[Entries supplied — start]

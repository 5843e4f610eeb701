//! Execution node domain types

use chrono::{DateTime, TimeDelta, Utc};
use serde::{Deserialize, Serialize};
use std::fmt;

use super::status::StatusFlags;
use super::timing::{Timing, format_duration};

/// One execution unit (a single pod) within a run
#[derive(Debug, Clone, Serialize, Deserialize)]
pub struct ExecutionNode {
    /// Engine-assigned node name, unique within a manifest
    pub id: String,

    /// Human-facing name; may repeat across parallel replicas
    pub display_name: String,

    /// Template this node was instantiated from
    pub template_name: Option<String>,

    /// Raw platform status token
    pub status: Option<String>,

    pub flags: StatusFlags,

    pub timing: Timing,

    pub message: Option<String>,

    /// Outputs in declaration order
    pub artifacts: Vec<ArtifactDescriptor>,
}

impl ExecutionNode {
    pub fn pending(&self) -> bool {
        self.flags.pending
    }

    pub fn running(&self) -> bool {
        self.flags.running
    }

    pub fn succeeded(&self) -> bool {
        self.flags.succeeded
    }

    pub fn failed(&self) -> bool {
        self.flags.failed
    }

    pub fn skipped(&self) -> bool {
        self.flags.skipped
    }

    pub fn finished(&self) -> bool {
        self.flags.finished()
    }

    pub fn started_at(&self) -> Option<DateTime<Utc>> {
        self.timing.started_at()
    }

    pub fn finished_at(&self) -> Option<DateTime<Utc>> {
        self.timing.finished_at()
    }

    /// Duration of the node; grows from the local clock while it is running
    pub fn duration(&self) -> TimeDelta {
        self.timing.duration()
    }

    /// Look up a declared artifact by name
    pub fn artifact(&self, name: &str) -> Option<&ArtifactDescriptor> {
        self.artifacts.iter().find(|a| a.name == name)
    }

    pub fn artifact_names(&self) -> Vec<String> {
        self.artifacts.iter().map(|a| a.name.clone()).collect()
    }
}

impl fmt::Display for ExecutionNode {
    fn fmt(&self, f: &mut fmt::Formatter<'_>) -> fmt::Result {
        write!(
            f,
            "Node(name={}, status={}, duration={})",
            self.display_name,
            self.status.as_deref().unwrap_or("None"),
            format_duration(self.duration())
        )
    }
}

/// An output declared on a node
#[derive(Debug, Clone, PartialEq, Eq, Serialize, Deserialize)]
pub struct ArtifactDescriptor {
    pub name: String,

    /// Path inside the container the output was collected from
    pub path: Option<String>,

    /// Declared primitive type, when the component spec names one
    pub declared_type: Option<OutputType>,
}

/// Declared primitive type of a component output
#[derive(Debug, Clone, Copy, PartialEq, Eq, Serialize, Deserialize)]
pub enum OutputType {
    Integer,
    Float,
    Boolean,
    String,
    JsonObject,
}

impl OutputType {
    /// Parse a component-spec type name; unknown names yield `None`
    pub fn from_spec(type_name: &str) -> Option<Self> {
        match type_name {
            "Integer" => Some(Self::Integer),
            "Float" => Some(Self::Float),
            "Boolean" => Some(Self::Boolean),
            "String" => Some(Self::String),
            "JsonObject" => Some(Self::JsonObject),
            _ => None,
        }
    }
}

impl fmt::Display for OutputType {
    fn fmt(&self, f: &mut fmt::Formatter<'_>) -> fmt::Result {
        match self {
            OutputType::Integer => write!(f, "Integer"),
            OutputType::Float => write!(f, "Float"),
            OutputType::Boolean => write!(f, "Boolean"),
            OutputType::String => write!(f, "String"),
            OutputType::JsonObject => write!(f, "JsonObject"),
        }
    }
}

/// A coerced output value
#[derive(Debug, Clone, PartialEq, Serialize, Deserialize)]
#[serde(untagged)]
pub enum OutputValue {
    Integer(i64),
    Float(f64),
    Boolean(bool),
    String(String),
    Json(serde_json::Value),
}

impl fmt::Display for OutputValue {
    fn fmt(&self, f: &mut fmt::Formatter<'_>) -> fmt::Result {
        match self {
            OutputValue::Integer(v) => write!(f, "{}", v),
            OutputValue::Float(v) => write!(f, "{}", v),
            OutputValue::Boolean(v) => write!(f, "{}", v),
            OutputValue::String(v) => write!(f, "{}", v),
            OutputValue::Json(v) => write!(f, "{}", v),
        }
    }
}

[Entries supplied — finish]

## Exercise
Each line of the data must be set down again as it is.

## Solution for this exercise
repository 5843e4f610eeb701
//! Execution node domain types

use chrono::{DateTime, TimeDelta, Utc};
use serde::{Deserialize, Serialize};
use std::fmt;

use super::status::StatusFlags;
use super::timing::{Timing, format_duration};

/// One execution unit (a single pod) within a run
#[derive(Debug, Clone, Serialize, Deserialize)]
pub struct ExecutionNode {
    /// Engine-assigned node name, unique within a manifest
    pub id: String,

    /// Human-facing name; may repeat across parallel replicas
    pub display_name: String,

    /// Template this node was instantiated from
    pub template_name: Option<String>,

    /// Raw platform status token
    pub status: Option<String>,

    pub flags: StatusFlags,

    pub timing: Timing,

    pub message: Option<String>,

    /// Outputs in declaration order
    pub artifacts: Vec<ArtifactDescriptor>,
}

impl ExecutionNode {
    pub fn pending(&self) -> bool {
        self.flags.pending
    }

    pub fn running(&self) -> bool {
        self.flags.running
    }

    pub fn succeeded(&self) -> bool {
        self.flags.succeeded
    }

    pub fn failed(&self) -> bool {
        self.flags.failed
    }

    pub fn skipped(&self) -> bool {
        self.flags.skipped
    }

    pub fn finished(&self) -> bool {
        self.flags.finished()
    }

    pub fn started_at(&self) -> Option<DateTime<Utc>> {
        self.timing.started_at()
    }

    pub fn finished_at(&self) -> Option<DateTime<Utc>> {
        self.timing.finished_at()
    }

    /// Duration of the node; grows from the local clock while it is running
    pub fn duration(&self) -> TimeDelta {
        self.timing.duration()
    }

    /// Look up a declared artifact by name
    pub fn artifact(&self, name: &str) -> Option<&ArtifactDescriptor> {
        self.artifacts.iter().find(|a| a.name == name)
    }

    pub fn artifact_names(&self) -> Vec<String> {
        self.artifacts.iter().map(|a| a.name.clone()).collect()
    }
}

impl fmt::Display for ExecutionNode {
    fn fmt(&self, f: &mut fmt::Formatter<'_>) -> fmt::Result {
        write!(
            f,
            "Node(name={}, status={}, duration={})",
            self.display_name,
            self.status.as_deref().unwrap_or("None"),
            format_duration(self.duration())
        )
    }
}

/// An output declared on a node
#[derive(Debug, Clone, PartialEq, Eq, Serialize, Deserialize)]
pub struct ArtifactDescriptor {
    pub name: String,

    /// Path inside the container the output was collected from
    pub path: Option<String>,

    /// Declared primitive type, when the component spec names one
    pub declared_type: Option<OutputType>,
}

/// Declared primitive type of a component output
#[derive(Debug, Clone, Copy, PartialEq, Eq, Serialize, Deserialize)]
pub enum OutputType {
    Integer,
    Float,
    Boolean,
    String,
    JsonObject,
}

impl OutputType {
    /// Parse a component-spec type name; unknown names yield `None`
    pub fn from_spec(type_name: &str) -> Option<Self> {
        match type_name {
            "Integer" => Some(Self::Integer),
            "Float" => Some(Self::Float),
            "Boolean" => Some(Self::Boolean),
            "String" => Some(Self::String),
            "JsonObject" => Some(Self::JsonObject),
            _ => None,
        }
    }
}

impl fmt::Display for OutputType {
    fn fmt(&self, f: &mut fmt::Formatter<'_>) -> fmt::Result {
        match self {
            OutputType::Integer => write!(f, "Integer"),
            OutputType::Float => write!(f, "Float"),
            OutputType::Boolean => write!(f, "Boolean"),
            OutputType::String => write!(f, "String"),
            OutputType::JsonObject => write!(f, "JsonObject"),
        }
    }
}

/// A coerced output value
#[derive(Debug, Clone, PartialEq, Serialize, Deserialize)]
#[serde(untagged)]
pub enum OutputValue {
    Integer(i64),
    Float(f64),
    Boolean(bool),
    String(String),
    Json(serde_json::Value),
}

impl fmt::Display for OutputValue {
    fn fmt(&self, f: &mut fmt::Formatter<'_>) -> fmt::Result {
        match self {
            OutputValue::Integer(v) => write!(f, "{}", v),
            OutputValue::Float(v) => write!(f, "{}", v),
            OutputValue::Boolean(v) => write!(f, "{}", v),
            OutputValue::String(v) => write!(f, "{}", v),
            OutputValue::Json(v) => write!(f, "{}", v),
        }
    }
}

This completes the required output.